Lines containing "input" should be pulled from the material below.
=== Recorded data ===
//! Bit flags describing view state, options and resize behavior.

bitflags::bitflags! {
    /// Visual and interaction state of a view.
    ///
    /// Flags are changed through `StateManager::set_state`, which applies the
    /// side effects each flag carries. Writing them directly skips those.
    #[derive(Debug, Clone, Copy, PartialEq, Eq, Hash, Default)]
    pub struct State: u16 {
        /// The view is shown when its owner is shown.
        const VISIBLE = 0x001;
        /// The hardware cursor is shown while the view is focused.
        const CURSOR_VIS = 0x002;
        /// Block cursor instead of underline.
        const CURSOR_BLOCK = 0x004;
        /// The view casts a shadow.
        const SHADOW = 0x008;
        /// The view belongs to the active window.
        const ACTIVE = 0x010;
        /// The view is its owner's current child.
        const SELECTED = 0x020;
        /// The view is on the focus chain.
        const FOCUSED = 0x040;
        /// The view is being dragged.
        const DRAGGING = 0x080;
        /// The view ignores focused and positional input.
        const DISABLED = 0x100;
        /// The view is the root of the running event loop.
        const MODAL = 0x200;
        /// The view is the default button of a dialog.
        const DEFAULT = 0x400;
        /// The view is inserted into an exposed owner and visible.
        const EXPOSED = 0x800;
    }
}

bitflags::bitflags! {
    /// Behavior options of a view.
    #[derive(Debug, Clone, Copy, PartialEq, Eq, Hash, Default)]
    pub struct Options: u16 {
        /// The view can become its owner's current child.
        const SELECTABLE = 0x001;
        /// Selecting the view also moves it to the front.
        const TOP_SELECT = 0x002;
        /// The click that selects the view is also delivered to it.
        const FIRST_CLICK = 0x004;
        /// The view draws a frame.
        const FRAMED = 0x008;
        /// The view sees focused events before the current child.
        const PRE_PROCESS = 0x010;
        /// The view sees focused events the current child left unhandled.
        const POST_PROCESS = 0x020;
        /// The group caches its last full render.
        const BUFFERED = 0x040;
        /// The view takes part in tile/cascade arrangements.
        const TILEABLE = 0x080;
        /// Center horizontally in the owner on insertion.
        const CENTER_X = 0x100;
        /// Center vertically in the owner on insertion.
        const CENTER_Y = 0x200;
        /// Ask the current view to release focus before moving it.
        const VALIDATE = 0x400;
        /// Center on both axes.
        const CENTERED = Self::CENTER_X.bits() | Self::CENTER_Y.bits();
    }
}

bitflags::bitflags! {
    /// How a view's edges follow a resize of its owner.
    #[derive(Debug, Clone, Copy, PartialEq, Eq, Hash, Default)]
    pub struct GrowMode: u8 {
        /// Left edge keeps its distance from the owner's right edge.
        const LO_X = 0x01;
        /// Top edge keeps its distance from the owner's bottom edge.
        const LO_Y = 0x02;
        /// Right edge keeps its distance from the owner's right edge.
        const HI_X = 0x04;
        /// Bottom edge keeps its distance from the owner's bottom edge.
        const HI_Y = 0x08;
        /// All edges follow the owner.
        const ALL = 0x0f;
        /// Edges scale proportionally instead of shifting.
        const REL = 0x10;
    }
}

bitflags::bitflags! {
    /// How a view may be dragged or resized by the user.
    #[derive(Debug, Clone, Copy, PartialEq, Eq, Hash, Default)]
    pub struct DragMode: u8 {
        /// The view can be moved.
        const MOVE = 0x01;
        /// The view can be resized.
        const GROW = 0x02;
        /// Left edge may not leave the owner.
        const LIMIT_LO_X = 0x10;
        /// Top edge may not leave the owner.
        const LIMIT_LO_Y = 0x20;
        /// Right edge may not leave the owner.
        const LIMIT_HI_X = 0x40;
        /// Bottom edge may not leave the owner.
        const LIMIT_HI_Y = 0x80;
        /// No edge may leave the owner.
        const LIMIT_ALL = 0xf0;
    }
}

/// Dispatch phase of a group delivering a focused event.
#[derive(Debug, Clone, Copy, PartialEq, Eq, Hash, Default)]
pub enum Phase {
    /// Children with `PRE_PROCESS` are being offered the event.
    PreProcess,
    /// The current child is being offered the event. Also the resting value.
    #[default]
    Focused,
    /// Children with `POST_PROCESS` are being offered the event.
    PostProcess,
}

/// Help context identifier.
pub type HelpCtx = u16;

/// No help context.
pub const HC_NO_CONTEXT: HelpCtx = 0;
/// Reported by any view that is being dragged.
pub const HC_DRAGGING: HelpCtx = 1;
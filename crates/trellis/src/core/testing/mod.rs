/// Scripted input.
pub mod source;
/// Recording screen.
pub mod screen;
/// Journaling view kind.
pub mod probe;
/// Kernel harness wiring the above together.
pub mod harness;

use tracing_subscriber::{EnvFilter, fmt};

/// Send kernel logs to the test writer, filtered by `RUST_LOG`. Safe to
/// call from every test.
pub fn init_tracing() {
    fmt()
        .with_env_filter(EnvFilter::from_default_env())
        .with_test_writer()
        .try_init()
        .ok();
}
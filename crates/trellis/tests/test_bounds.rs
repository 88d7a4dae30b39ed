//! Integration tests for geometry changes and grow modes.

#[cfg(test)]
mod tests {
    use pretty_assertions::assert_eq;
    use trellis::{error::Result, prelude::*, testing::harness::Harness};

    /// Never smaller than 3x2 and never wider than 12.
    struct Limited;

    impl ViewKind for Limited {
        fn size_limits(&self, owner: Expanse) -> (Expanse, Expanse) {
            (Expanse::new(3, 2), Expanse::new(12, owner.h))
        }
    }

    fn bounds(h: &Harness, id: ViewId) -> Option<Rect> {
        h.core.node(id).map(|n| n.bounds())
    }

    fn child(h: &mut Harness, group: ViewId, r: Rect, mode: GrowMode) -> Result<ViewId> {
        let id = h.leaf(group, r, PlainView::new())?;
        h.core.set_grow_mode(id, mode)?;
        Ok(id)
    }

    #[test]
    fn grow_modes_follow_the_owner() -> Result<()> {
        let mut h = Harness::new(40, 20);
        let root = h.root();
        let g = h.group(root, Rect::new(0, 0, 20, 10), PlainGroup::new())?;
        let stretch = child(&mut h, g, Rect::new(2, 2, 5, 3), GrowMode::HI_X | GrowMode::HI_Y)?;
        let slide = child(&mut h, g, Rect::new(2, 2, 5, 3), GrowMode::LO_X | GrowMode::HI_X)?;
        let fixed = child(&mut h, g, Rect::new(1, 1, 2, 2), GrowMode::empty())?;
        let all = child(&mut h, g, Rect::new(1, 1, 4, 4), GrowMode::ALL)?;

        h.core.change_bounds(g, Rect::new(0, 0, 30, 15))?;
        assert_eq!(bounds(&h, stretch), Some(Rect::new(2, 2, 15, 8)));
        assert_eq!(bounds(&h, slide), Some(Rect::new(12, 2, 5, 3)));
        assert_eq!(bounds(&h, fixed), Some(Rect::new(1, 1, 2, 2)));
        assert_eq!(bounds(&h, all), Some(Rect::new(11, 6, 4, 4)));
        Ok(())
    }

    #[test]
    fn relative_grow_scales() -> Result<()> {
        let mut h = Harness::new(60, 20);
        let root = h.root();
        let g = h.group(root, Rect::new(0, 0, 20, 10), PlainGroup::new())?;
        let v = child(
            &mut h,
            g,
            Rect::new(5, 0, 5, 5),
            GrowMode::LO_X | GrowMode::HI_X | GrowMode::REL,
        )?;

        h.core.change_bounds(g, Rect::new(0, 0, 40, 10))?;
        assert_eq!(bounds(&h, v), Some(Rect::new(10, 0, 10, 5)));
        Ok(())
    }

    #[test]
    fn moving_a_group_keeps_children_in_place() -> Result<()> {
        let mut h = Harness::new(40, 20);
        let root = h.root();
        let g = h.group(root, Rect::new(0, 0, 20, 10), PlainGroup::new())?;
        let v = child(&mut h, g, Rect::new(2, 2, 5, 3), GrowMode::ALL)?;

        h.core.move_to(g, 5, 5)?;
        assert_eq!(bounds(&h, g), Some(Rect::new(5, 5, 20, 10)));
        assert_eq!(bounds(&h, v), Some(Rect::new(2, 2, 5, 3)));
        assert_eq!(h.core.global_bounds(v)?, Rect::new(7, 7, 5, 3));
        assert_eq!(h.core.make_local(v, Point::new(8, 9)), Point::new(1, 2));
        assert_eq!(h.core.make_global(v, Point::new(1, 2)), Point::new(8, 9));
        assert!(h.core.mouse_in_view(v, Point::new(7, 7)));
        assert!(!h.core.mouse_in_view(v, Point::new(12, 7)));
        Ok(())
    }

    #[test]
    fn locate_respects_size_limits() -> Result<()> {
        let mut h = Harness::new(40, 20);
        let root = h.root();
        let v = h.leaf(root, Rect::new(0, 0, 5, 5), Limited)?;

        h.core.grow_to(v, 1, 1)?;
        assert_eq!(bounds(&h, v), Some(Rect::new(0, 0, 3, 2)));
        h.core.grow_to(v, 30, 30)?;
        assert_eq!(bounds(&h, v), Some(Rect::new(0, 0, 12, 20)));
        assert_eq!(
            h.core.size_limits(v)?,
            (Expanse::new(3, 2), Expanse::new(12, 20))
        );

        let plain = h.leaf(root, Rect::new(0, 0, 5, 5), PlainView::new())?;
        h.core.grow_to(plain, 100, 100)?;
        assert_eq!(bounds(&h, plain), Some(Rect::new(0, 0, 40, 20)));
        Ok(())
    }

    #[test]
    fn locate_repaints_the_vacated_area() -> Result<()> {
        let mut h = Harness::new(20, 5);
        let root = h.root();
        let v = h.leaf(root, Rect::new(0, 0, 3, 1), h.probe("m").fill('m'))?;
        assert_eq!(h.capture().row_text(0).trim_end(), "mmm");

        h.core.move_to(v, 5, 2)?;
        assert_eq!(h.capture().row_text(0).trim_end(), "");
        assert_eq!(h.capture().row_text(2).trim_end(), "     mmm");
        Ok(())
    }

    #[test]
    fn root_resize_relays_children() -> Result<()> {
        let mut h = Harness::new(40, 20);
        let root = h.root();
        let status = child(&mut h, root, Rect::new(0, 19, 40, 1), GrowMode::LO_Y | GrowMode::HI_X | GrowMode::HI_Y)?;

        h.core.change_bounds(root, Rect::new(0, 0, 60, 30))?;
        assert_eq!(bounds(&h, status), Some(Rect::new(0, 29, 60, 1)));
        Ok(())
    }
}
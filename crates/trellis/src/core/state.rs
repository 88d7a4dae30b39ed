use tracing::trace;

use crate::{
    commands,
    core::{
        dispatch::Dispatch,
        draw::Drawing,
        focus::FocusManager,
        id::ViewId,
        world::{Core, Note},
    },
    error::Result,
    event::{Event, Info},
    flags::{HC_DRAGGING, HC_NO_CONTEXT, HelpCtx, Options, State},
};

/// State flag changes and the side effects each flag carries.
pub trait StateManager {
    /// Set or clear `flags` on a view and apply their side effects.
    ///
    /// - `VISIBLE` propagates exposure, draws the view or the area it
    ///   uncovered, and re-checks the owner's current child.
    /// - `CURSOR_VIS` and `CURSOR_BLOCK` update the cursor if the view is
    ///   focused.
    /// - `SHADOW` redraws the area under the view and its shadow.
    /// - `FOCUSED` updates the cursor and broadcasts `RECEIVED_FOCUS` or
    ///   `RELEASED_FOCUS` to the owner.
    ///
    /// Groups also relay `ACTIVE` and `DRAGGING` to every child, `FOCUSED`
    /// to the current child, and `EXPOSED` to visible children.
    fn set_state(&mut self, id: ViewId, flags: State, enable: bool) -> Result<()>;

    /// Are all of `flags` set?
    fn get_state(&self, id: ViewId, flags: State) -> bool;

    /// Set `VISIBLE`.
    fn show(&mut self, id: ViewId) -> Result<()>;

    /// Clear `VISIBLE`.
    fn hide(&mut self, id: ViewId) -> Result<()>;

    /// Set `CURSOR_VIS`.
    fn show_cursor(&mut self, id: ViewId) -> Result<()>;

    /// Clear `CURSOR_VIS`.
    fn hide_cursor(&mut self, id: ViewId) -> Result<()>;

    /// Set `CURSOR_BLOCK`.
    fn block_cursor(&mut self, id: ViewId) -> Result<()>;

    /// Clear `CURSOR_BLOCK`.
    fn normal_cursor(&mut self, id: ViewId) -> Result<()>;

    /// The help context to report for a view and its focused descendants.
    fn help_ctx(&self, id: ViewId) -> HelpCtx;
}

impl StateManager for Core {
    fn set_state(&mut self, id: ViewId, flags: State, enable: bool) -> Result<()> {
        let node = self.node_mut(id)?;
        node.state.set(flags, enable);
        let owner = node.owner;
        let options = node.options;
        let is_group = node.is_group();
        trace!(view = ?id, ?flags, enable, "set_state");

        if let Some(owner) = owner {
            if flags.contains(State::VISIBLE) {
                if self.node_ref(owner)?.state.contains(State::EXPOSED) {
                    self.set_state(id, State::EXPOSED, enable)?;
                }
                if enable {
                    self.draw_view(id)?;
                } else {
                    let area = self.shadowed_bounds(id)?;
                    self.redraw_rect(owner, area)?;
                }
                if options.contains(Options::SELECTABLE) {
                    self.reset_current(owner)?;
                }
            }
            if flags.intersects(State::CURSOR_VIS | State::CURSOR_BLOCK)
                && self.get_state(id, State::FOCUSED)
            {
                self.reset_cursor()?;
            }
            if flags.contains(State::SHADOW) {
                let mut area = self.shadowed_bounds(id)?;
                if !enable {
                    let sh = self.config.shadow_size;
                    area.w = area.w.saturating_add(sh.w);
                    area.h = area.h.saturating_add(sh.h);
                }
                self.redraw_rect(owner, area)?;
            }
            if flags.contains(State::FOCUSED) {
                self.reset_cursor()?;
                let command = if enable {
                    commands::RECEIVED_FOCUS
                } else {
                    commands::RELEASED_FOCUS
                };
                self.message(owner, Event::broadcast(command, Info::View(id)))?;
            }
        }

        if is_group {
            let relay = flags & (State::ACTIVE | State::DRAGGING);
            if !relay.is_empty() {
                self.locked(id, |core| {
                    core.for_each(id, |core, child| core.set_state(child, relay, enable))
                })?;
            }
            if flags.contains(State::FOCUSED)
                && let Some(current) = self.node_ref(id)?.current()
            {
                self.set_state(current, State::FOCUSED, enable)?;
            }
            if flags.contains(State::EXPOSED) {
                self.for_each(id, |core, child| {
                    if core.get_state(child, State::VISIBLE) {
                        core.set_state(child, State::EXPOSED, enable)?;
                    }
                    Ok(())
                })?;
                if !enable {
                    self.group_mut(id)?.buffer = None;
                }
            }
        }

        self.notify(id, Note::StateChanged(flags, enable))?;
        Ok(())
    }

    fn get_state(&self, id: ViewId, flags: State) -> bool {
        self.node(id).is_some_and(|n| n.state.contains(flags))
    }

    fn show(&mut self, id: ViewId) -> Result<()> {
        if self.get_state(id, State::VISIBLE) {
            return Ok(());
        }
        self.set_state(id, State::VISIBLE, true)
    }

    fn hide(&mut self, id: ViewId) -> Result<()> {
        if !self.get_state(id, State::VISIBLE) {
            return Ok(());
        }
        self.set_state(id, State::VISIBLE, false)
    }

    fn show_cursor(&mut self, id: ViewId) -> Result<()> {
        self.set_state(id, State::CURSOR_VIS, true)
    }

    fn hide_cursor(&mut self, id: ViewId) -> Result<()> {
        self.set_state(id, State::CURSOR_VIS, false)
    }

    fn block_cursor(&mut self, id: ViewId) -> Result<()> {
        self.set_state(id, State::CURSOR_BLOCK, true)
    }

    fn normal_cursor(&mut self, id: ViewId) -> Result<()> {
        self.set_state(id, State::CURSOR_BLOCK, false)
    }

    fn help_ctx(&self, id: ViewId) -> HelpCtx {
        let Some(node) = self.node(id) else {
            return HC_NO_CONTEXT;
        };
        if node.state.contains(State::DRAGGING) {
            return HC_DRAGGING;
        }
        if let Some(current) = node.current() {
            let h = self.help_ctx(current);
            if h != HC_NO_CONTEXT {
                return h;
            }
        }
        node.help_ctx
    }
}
===
Answer space |
        /// The view ignores focused and positional input.
/// Scripted input.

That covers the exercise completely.